I appreciate any thoughts on this.

Thank you,

JL

----------

## NeddySeagoon

jl_678,

It means the IRQ raised by the drive was not answered in a reasonable time.

Its not normally a disk problem but indicates an issue somewhere else.

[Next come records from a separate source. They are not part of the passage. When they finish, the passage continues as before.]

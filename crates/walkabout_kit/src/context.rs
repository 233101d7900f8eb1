//! Request handlers that respect cancellation.
//!
//! A [`RequestContext`] stands in for the lifetime of an inbound request: it
//! is cancelled when the client goes away. [`Server`] starts a blocking fetch
//! in the background and races it against that cancellation, telling the
//! store to cancel if the request loses interest first. [`ContextServer`]
//! hands the context to the store instead and lets it stop on its own.

use std::future::Future;
use std::io;
use std::sync::Arc;

use thiserror::Error;
use tokio::io::{AsyncWrite, AsyncWriteExt};
use tokio::sync::watch;
use tracing::debug;

/// Error type for context-aware stores.
#[derive(Debug, Error, Clone, Copy, PartialEq, Eq)]
pub enum ContextError {
    /// The request was cancelled before the data was ready.
    #[error("request cancelled")]
    Cancelled,
}

/// The cancellation scope of a single request.
#[derive(Debug, Clone)]
pub struct RequestContext {
    cancelled: watch::Receiver<bool>,
}

/// Cancels the [`RequestContext`] it was created with.
#[derive(Debug)]
pub struct CancelHandle {
    tx: watch::Sender<bool>,
}

impl RequestContext {
    /// Creates a context that is never cancelled.
    pub fn new() -> Self {
        let (_tx, rx) = watch::channel(false);
        Self { cancelled: rx }
    }

    /// Creates a context together with the handle that cancels it.
    pub fn with_cancel() -> (Self, CancelHandle) {
        let (tx, rx) = watch::channel(false);
        (Self { cancelled: rx }, CancelHandle { tx })
    }

    /// Returns whether the context has been cancelled.
    pub fn is_cancelled(&self) -> bool {
        *self.cancelled.borrow()
    }

    /// Completes once the context is cancelled. Never completes otherwise.
    pub async fn done(&self) {
        let mut rx = self.cancelled.clone();
        let changed = rx.wait_for(|cancelled| *cancelled).await.map(|_| ());
        if changed.is_err() {
            // Handle dropped without cancelling: this request runs to completion.
            std::future::pending::<()>().await;
        }
    }
}

impl Default for RequestContext {
    fn default() -> Self {
        Self::new()
    }
}

impl CancelHandle {
    /// Cancels the context. Later calls have no further effect.
    pub fn cancel(&self) {
        self.tx.send_replace(true);
    }
}

/// A data source with a blocking fetch that can be told to stop.
pub trait Store: Send + Sync + 'static {
    /// Fetches the response body. May block.
    fn fetch(&self) -> String;

    /// Asks an in-flight fetch to stop.
    fn cancel(&self);
}

/// Serves [`Store::fetch`] results, cancelling the store when the request goes away.
pub struct Server<S> {
    store: Arc<S>,
}

impl<S: Store> Server<S> {
    /// Creates a server backed by `store`.
    pub fn new(store: Arc<S>) -> Self {
        Self { store }
    }

    /// Handles one request.
    ///
    /// Writes the fetched data to `response` if it arrives before `ctx` is
    /// cancelled. Otherwise calls [`Store::cancel`] and writes nothing; the
    /// background fetch is left to finish on its own.
    pub async fn serve<W>(&self, ctx: &RequestContext, response: &mut W) -> io::Result<()>
    where
        W: AsyncWrite + Unpin,
    {
        let store = Arc::clone(&self.store);
        let fetch = tokio::task::spawn_blocking(move || store.fetch());

        tokio::select! {
            data = fetch => {
                let data = data.map_err(io::Error::other)?;
                response.write_all(data.as_bytes()).await?;
            }
            _ = ctx.done() => {
                debug!("Request cancelled before fetch completed, cancelling store");
                self.store.cancel();
            }
        }
        Ok(())
    }
}

/// A data source that watches the request context itself.
pub trait ContextStore: Send + Sync {
    /// Fetches the response body, returning [`ContextError::Cancelled`] if
    /// `ctx` is cancelled first.
    fn fetch(
        &self,
        ctx: &RequestContext,
    ) -> impl Future<Output = Result<String, ContextError>> + Send;
}

/// Serves [`ContextStore::fetch`] results.
pub struct ContextServer<S> {
    store: S,
}

impl<S: ContextStore> ContextServer<S> {
    /// Creates a server backed by `store`.
    pub fn new(store: S) -> Self {
        Self { store }
    }

    /// Handles one request. Nothing is written if the store was cancelled.
    pub async fn serve<W>(&self, ctx: &RequestContext, response: &mut W) -> io::Result<()>
    where
        W: AsyncWrite + Unpin,
    {
        match self.store.fetch(ctx).await {
            Ok(data) => response.write_all(data.as_bytes()).await?,
            Err(e) => debug!("Fetch aborted: {}", e),
        }
        Ok(())
    }
}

Post your /proc/interrupts and hdparm /dev/hda output please.

----------

## jl_678

Hi,

Sorry about the delay in getting back to this.  I noticed that the problem just happened 2x on 1/3/09 as well.  It is odd in that it is intermittent.  Here is the data that you are looking for:

```
# cat /proc/interrupts

           CPU0

  0:  414645296   IO-APIC-edge      timer

  1:          2   IO-APIC-edge      i8042

  2:          0    XT-PIC-XT        cascade

  6:          2   IO-APIC-edge      floppy

  8:          2   IO-APIC-edge      rtc

 10:   13074336   IO-APIC-fasteoi   eth0

 12:          0   IO-APIC-fasteoi   uhci_hcd:usb1, uhci_hcd:usb2

 14:   24825867   IO-APIC-edge      ide0

 15:         37   IO-APIC-edge      ide1

NMI:          0

LOC:  414645134

ERR:          0

MIS:          0

# hdparm /dev/hda

/dev/hda:

 multcount    = 16 (on)

 IO_support   =  1 (32-bit)

 unmaskirq    =  1 (on)

 using_dma    =  1 (on)

 keepsettings =  0 (off)

 readonly     =  0 (off)

 readahead    = 256 (on)

 geometry     = 30401/255/63, sectors = 488397168, start = 0

```

----------

## NeddySeagoon

jl_678,

I suspect its because you have 

```
unmaskirq    =  1 (on) 
```

This allows lower priority IRQs to be processed inside a disk interrupt.

This is generally a bad thing as it takes longer to process the disk IRQ and occasionally causes timeouts.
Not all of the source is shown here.